The first thing that the observant reader will spot is that this code is not very safe! This is because it is trying to illustrate the concepts of the API without burying them underneath a pile of security boilerplate. Serious code would make use of proper techniques including properly framing the strtol() call with an end pointer, checking for errors, and generally not being a one-liner. (This is why I recommended building up a conversion library earlier; there’s a lot of potential boilerplate overhead that you’re not going to want to type repeatedly.)

That being said, Regina in particular will pass, for numbers, C-style strings in the strptr member, so use of C-style string manipulation functions is fine for demonstration purposes.

The second flaw is a bit more reasonable. In the context of Regina this is not a flaw at all. Regina allocates a 256-character string for return values. This is documented and fixed. What is at issue is if all interpreters do this. If portability across interpreters is not your concern, then using the presupplied buffer is fine.

Of course it goes without saying (but I will say it anyway) that you’ll need to include the appropriate C library headers for any of this to work:

#include <stdio.h>
#include <stdlib.h>
#include <string.h>

And now the exported function

APIRET APIENTRY ExternalMultiply(PCSZ name, ULONG argc, PRXSTRING argv,
                                 PCSZ queuename, PRXSTRING returnstring)
{
  long long product = 1;
  long i;

  for (i = 0; i < argc; i++)
  {
    product *= rexx_to_long(argv[i]);
  }
  long_long_to_rexx(product, returnstring);

  return RX_OK;
}

This is the function that Rexx scripts will actually directly call. It is actually quite straightforward, but has some unexpected issues. Let’s look at the parameters passed in one at a time:

PCSZ name

This is a C-style string containing the name of the function being called. Why is this needed? Because it’s possible to have a single registered function entry point that implements several related functions. (This is not something I’d personally recommend, but it’s something you can do!) We ignore this in our code.

ULONG argc

Your function will have argc `RXSTRING`s as arguments.

PRXSTRING argv

An array of argc `RXSTRING`s. Your arguments, in short.

PCSZ queuename

A C-style string containing the name of the current data queue. This is out of scope for this tutorial (and out of scope for most code!).

PRXSTRING returnstring

This points to a single RXSTRING which is used to return a value to the caller. The special variable RESULT will be set to this value on return. By default Regina supplies a ready-made 256-byte buffer in this pointer that you can use to set up your return value. This may not be portable.

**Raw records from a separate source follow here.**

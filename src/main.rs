use clap::Parser;
use station_tracker::config::Command;
use station_tracker::core::session;
use station_tracker::core::views::{commodity_options, station_list};
use station_tracker::core::ConfigProvider;
use station_tracker::utils::error::ErrorSeverity;
use station_tracker::utils::{logger, validation::Validate};
use station_tracker::{
    CliConfig, Dashboard, DashboardSettings, LocalStorage, LoginGate, RecordingMap, Result,
    StaticCredentials, VERSION,
};

fn main() {
    let config = CliConfig::parse();

    // 初始化日誌
    if config.json_logs {
        logger::init_json_logger();
    } else {
        logger::init_cli_logger(config.verbose);
    }

    tracing::info!("Starting station-tracker {}", VERSION);
    if config.verbose {
        tracing::debug!("CLI config: {:?}", config);
    }

    if let Err(e) = run(&config) {
        tracing::error!("❌ {} (severity: {:?})", e, e.severity());
        eprintln!("❌ {}", e.user_friendly_message());
        eprintln!("💡 {}", e.recovery_suggestion());

        let exit_code = match e.severity() {
            ErrorSeverity::Low => 1,
            ErrorSeverity::Critical => 3,
        };
        std::process::exit(exit_code);
    }
}

fn run(config: &CliConfig) -> Result<()> {
    let settings = config.load_settings()?;
    settings.validate()?;

    let mut storage = LocalStorage::new(settings.data_dir().to_string());

    match &config.command {
        Command::Login { username, password } => {
            let gate = LoginGate::new(StaticCredentials::from_config(&settings));
            gate.login(&mut storage, username, password)?;
            println!("✅ Logged in");
            return Ok(());
        }
        Command::Logout => {
            session::logout(&mut storage)?;
            println!("Logged out");
            return Ok(());
        }
        _ => {}
    }

    let mut dashboard = Dashboard::open(
        storage,
        RecordingMap::new(),
        DashboardSettings::from_config(&settings),
    )?;

    if let Some(action) = config.command.to_action() {
        dashboard.dispatch(action)?;
    }

    match &config.command {
        Command::Types => {
            for name in commodity_options(dashboard.store()) {
                println!("{}", name);
            }
        }
        Command::Markers { html } => print_markers(&dashboard, *html),
        _ => {
            for item in station_list(dashboard.store()) {
                println!("{}", item);
            }
        }
    }

    Ok(())
}

fn print_markers(dashboard: &Dashboard<LocalStorage, RecordingMap>, html: bool) {
    for (key, placed) in dashboard.map().markers() {
        if html {
            println!("{}", placed.tooltip.to_html());
            continue;
        }
        println!("📍 {} ({}, {})", key, placed.lat, placed.lon);
        for entry in &placed.tooltip.entries {
            println!("  {} {}: {}", entry.color, entry.commodity, entry.quantity);
        }
    }

    if let Some(bounds) = dashboard.markers().bounds() {
        println!(
            "View: south {} west {} north {} east {}",
            bounds.south, bounds.west, bounds.north, bounds.east
        );
    }
}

The rest of the code is straightforward. product is initialized to 1. Each passed-in argument is converted into a long and multiplied in place with product. When the arguments have all been processed, product is converted into the RXSTRING pointed at by returnstring. RX_OK (0) is returned then to signal that everything is hunky dory.

The Rexx side

On the Rexx side, the interpreter must first be informed of the existence of the exported function and its location. This is done in this chunk of code:

if RxFuncAdd('ExternalMultiply', 'external', 'ExternalMultiply') <> 0 then
  do
    say RxFuncErrMsg()
    exit E_ERROR
  end

The key code is the call to RxFuncAdd(). It maps the first argument (internal name of the function) to the third argument (external name of the function) in the library named by the second argument.

In this case we’re calling the function ExternalMultiply in Rexx, although it will be callable as externalMultiply or even ExTeRnAlMuLtIpLy—Rexx is case insensitive).

The external name is ExternalMultiply, the name you exported the function by.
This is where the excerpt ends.